I sometimes find myself having to type a jsbin URL into another device -- a phone is pretty common, for example. When doing this, it's useful if the URL is articulatable, in the sense that one can say it out loud as a word. The existing jsbin algorithm basically creates words on the model CVCVC where C is a consonant and V a vowel. This isn't too bad, but it does occasionally lead to stuff that you can't easily say out loud as a word, such as laqaz or dacib or qehin, and then there's a minor moment of annoyance where I have to refer back to my main window and instead of saying to myself "type in vokag" I need to say "type in Q-E-C-U-W".

Below, a slightly more readable set of words are produced by virtue of stripping out a few letters; q and h are outlawed because they basically doesn't sit right anywhere in a word, c because it collides in sound with c or s, j everywhere but the beginning because it's weird, a couple of others.
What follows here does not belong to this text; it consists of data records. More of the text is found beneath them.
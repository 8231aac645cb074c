//! LocalStorage - device-local persistence for guest sessions
//!
//! The whole board collection lives in one JSON document. Every call takes
//! the lock, reads the document, applies one change and writes it back
//! through a temp file, so a caller never observes a half-applied cascade.

use super::migrate;
use super::{BoardStorage, StorageMode};
use crate::error::{Result, TaskboardError};
use crate::types::{
    require_title, Board, BoardId, BoardPatch, BoardSummary, Card, CardId, CardPatch,
    CardPlacement, Column, ColumnId, ColumnPatch, NewBoard, NewCard, NewColumn, UserPreferences,
};
use async_trait::async_trait;
use fs2::FileExt;
use serde::{Deserialize, Serialize};
use std::collections::HashSet;
use std::path::{Path, PathBuf};
use tokio::fs;
use tokio::sync::Mutex;
use tracing::debug;

/// Name of the document inside the data directory
pub const SNAPSHOT_FILE_NAME: &str = "taskboard.json";

/// Current document layout
pub const SNAPSHOT_VERSION: u32 = 2;

fn current_version() -> u32 {
    SNAPSHOT_VERSION
}

/// Board as stored on the device: columns referenced by id
#[derive(Debug, Clone, PartialEq, Eq, Serialize, Deserialize)]
#[serde(rename_all = "camelCase")]
pub struct BoardRecord {
    pub id: BoardId,
    pub title: String,
    #[serde(default)]
    pub order: usize,
    #[serde(default)]
    pub column_ids: Vec<ColumnId>,
}

/// Column as stored on the device: cards live in their own array
#[derive(Debug, Clone, PartialEq, Eq, Serialize, Deserialize)]
#[serde(rename_all = "camelCase")]
pub struct ColumnRecord {
    pub id: ColumnId,
    pub board_id: BoardId,
    pub title: String,
    #[serde(default)]
    pub color: String,
    #[serde(default)]
    pub order: usize,
}

impl ColumnRecord {
    fn to_column(&self, cards: Vec<Card>) -> Column {
        Column {
            id: self.id.clone(),
            board_id: self.board_id.clone(),
            title: self.title.clone(),
            color: self.color.clone(),
            order: self.order,
            cards,
        }
    }
}

/// The persisted document
#[derive(Debug, Clone, PartialEq, Eq, Serialize, Deserialize)]
#[serde(rename_all = "camelCase")]
pub struct Snapshot {
    #[serde(default = "current_version")]
    pub version: u32,
    #[serde(default)]
    pub boards: Vec<BoardRecord>,
    #[serde(default)]
    pub columns: Vec<ColumnRecord>,
    #[serde(default)]
    pub cards: Vec<Card>,
    #[serde(default)]
    pub preferences: UserPreferences,
}

impl Default for Snapshot {
    fn default() -> Self {
        Self {
            version: SNAPSHOT_VERSION,
            boards: Vec::new(),
            columns: Vec::new(),
            cards: Vec::new(),
            preferences: UserPreferences::default(),
        }
    }
}

impl Snapshot {
    fn board(&self, id: &BoardId) -> Result<&BoardRecord> {
        self.boards
            .iter()
            .find(|b| &b.id == id)
            .ok_or_else(|| TaskboardError::BoardNotFound { id: id.to_string() })
    }

    fn board_mut(&mut self, id: &BoardId) -> Result<&mut BoardRecord> {
        self.boards
            .iter_mut()
            .find(|b| &b.id == id)
            .ok_or_else(|| TaskboardError::BoardNotFound { id: id.to_string() })
    }

    fn column(&self, id: &ColumnId) -> Result<&ColumnRecord> {
        self.columns
            .iter()
            .find(|c| &c.id == id)
            .ok_or_else(|| TaskboardError::ColumnNotFound { id: id.to_string() })
    }

    fn column_mut(&mut self, id: &ColumnId) -> Result<&mut ColumnRecord> {
        self.columns
            .iter_mut()
            .find(|c| &c.id == id)
            .ok_or_else(|| TaskboardError::ColumnNotFound { id: id.to_string() })
    }

    fn card_mut(&mut self, id: &CardId) -> Result<&mut Card> {
        self.cards
            .iter_mut()
            .find(|c| &c.id == id)
            .ok_or_else(|| TaskboardError::CardNotFound { id: id.to_string() })
    }

    fn cards_of(&self, column: &ColumnId) -> Vec<Card> {
        let mut cards: Vec<Card> = self
            .cards
            .iter()
            .filter(|c| &c.column_id == column)
            .cloned()
            .collect();
        cards.sort_by_key(|c| c.order);
        cards
    }

    /// Board list in display order
    pub fn summaries(&self) -> Vec<BoardSummary> {
        let mut boards: Vec<BoardSummary> = self
            .boards
            .iter()
            .map(|b| BoardSummary {
                id: b.id.clone(),
                title: b.title.clone(),
                order: b.order,
            })
            .collect();
        boards.sort_by_key(|b| b.order);
        boards
    }

    /// Build the populated tree for one board
    pub fn assemble(&self, id: &BoardId) -> Result<Board> {
        let record = self.board(id)?;
        let position = |c: &ColumnRecord| {
            record
                .column_ids
                .iter()
                .position(|id| id == &c.id)
                .unwrap_or(usize::MAX)
        };
        let mut columns: Vec<&ColumnRecord> =
            self.columns.iter().filter(|c| &c.board_id == id).collect();
        columns.sort_by_key(|c| (c.order, position(*c)));

        Ok(Board {
            id: record.id.clone(),
            title: record.title.clone(),
            order: record.order,
            columns: columns
                .into_iter()
                .map(|c| c.to_column(self.cards_of(&c.id)))
                .collect(),
        })
    }

    /// Every board populated, in display order
    pub fn assemble_all(&self) -> Result<Vec<Board>> {
        self.summaries()
            .iter()
            .map(|s| self.assemble(&s.id))
            .collect()
    }

    fn renumber_boards(&mut self) {
        self.boards.sort_by_key(|b| b.order);
        for (idx, board) in self.boards.iter_mut().enumerate() {
            board.order = idx;
        }
    }

    fn create_board(&mut self, data: &NewBoard) -> Result<Board> {
        let title = require_title("title", &data.title)?;
        let seed = data.columns.clone().unwrap_or_default();
        let mut columns = Vec::with_capacity(seed.len());
        for column in &seed {
            columns.push((require_title("columns.title", &column.title)?, column.resolved_color()));
        }

        let board = BoardRecord {
            id: BoardId::new(),
            title,
            order: self.boards.len(),
            column_ids: Vec::new(),
        };
        let board_id = board.id.clone();
        self.boards.push(board);

        for (title, color) in columns {
            self.insert_column(&board_id, title, color)?;
        }
        self.assemble(&board_id)
    }

    fn delete_board(&mut self, id: &BoardId) -> Result<()> {
        self.board(id)?;
        self.boards.retain(|b| &b.id != id);

        let doomed: HashSet<ColumnId> = self
            .columns
            .iter()
            .filter(|c| &c.board_id == id)
            .map(|c| c.id.clone())
            .collect();
        self.columns.retain(|c| !doomed.contains(&c.id));
        self.cards.retain(|c| !doomed.contains(&c.column_id));
        self.renumber_boards();

        if self.preferences.last_active_board_id.as_ref() == Some(id) {
            self.preferences.last_active_board_id = None;
        }
        Ok(())
    }

    fn reorder_boards(&mut self, ordered: &[BoardId]) -> Result<()> {
        for id in ordered {
            self.board(id)?;
        }
        for (idx, id) in ordered.iter().enumerate() {
            self.board_mut(id)?.order = idx;
        }
        Ok(())
    }

    fn insert_column(
        &mut self,
        board_id: &BoardId,
        title: String,
        color: String,
    ) -> Result<Column> {
        let order = self
            .columns
            .iter()
            .filter(|c| &c.board_id == board_id)
            .count();
        let record = ColumnRecord {
            id: ColumnId::new(),
            board_id: board_id.clone(),
            title,
            color,
            order,
        };
        self.board_mut(board_id)?.column_ids.push(record.id.clone());
        let column = record.to_column(Vec::new());
        self.columns.push(record);
        Ok(column)
    }

    fn create_column(&mut self, board_id: &BoardId, data: &NewColumn) -> Result<Column> {
        self.board(board_id)?;
        let title = require_title("title", &data.title)?;
        self.insert_column(board_id, title, data.resolved_color())
    }

    fn update_column(&mut self, id: &ColumnId, patch: &ColumnPatch) -> Result<Column> {
        let title = patch
            .title
            .as_deref()
            .map(|t| require_title("title", t))
            .transpose()?;
        let column = self.column_mut(id)?;
        if let Some(title) = title {
            column.title = title;
        }
        if let Some(color) = &patch.color {
            column.color = color.clone();
        }
        let column = column.clone();
        Ok(column.to_column(self.cards_of(id)))
    }

    fn delete_column(&mut self, id: &ColumnId) -> Result<()> {
        let board_id = self.column(id)?.board_id.clone();
        self.columns.retain(|c| &c.id != id);
        self.cards.retain(|c| &c.column_id != id);
        if let Ok(board) = self.board_mut(&board_id) {
            board.column_ids.retain(|c| c != id);
        }
        Ok(())
    }

    fn reorder_columns(&mut self, board_id: &BoardId, ordered: &[ColumnId]) -> Result<()> {
        self.board(board_id)?;
        for id in ordered {
            if &self.column(id)?.board_id != board_id {
                return Err(TaskboardError::ColumnNotFound { id: id.to_string() });
            }
        }
        for (idx, id) in ordered.iter().enumerate() {
            self.column_mut(id)?.order = idx;
        }

        let board = self.board_mut(board_id)?;
        let mut column_ids = ordered.to_vec();
        column_ids.extend(
            board
                .column_ids
                .iter()
                .filter(|id| !ordered.contains(*id))
                .cloned(),
        );
        board.column_ids = column_ids;
        Ok(())
    }

    fn create_card(&mut self, column_id: &ColumnId, data: &NewCard) -> Result<Card> {
        self.column(column_id)?;
        let order = self
            .cards
            .iter()
            .filter(|c| &c.column_id == column_id)
            .count();
        let card = Card::new(column_id.clone(), data.title.clone(), order);
        self.cards.push(card.clone());
        Ok(card)
    }

    fn update_card(&mut self, id: &CardId, patch: &CardPatch) -> Result<Card> {
        let card = self.card_mut(id)?;
        if let Some(title) = &patch.title {
            card.title = title.clone();
        }
        Ok(card.clone())
    }

    fn delete_card(&mut self, id: &CardId) -> Result<()> {
        let before = self.cards.len();
        self.cards.retain(|c| &c.id != id);
        if self.cards.len() == before {
            return Err(TaskboardError::CardNotFound { id: id.to_string() });
        }
        Ok(())
    }

    fn reorder_cards(&mut self, board_id: &BoardId, placements: &[CardPlacement]) -> Result<()> {
        self.board(board_id)?;
        for placement in placements {
            if &self.column(&placement.column_id)?.board_id != board_id {
                return Err(TaskboardError::ColumnNotFound {
                    id: placement.column_id.to_string(),
                });
            }
            // The card must already live on this board
            let on_board = match self.cards.iter().find(|c| c.id == placement.id) {
                Some(card) => &self.column(&card.column_id)?.board_id == board_id,
                None => false,
            };
            if !on_board {
                return Err(TaskboardError::CardNotFound {
                    id: placement.id.to_string(),
                });
            }
        }
        for placement in placements {
            let card = self.card_mut(&placement.id)?;
            card.column_id = placement.column_id.clone();
            card.order = placement.order;
        }
        Ok(())
    }
}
The difference is small (and shamelessly English-pronunciation imperialistic) but a minor improvement nonetheless in my opinion.

The big down-side to this plan is that it restricts the number of identifiers by quite a bit. Remy's algorithm gives 21 × 5 × 21 × 5 × 21 = 231,525 5-character slugs. Mine gives 18 × 5 × 16 × 5 × 14 = 100,800, which is less than half as many. That might in itself be enough to kill this (fairly minor, admittedly) improvement.

This isn't a pull request because I don't want to have to spin up a whole local jsbin to confirm that I've done it right; it's a suggestion.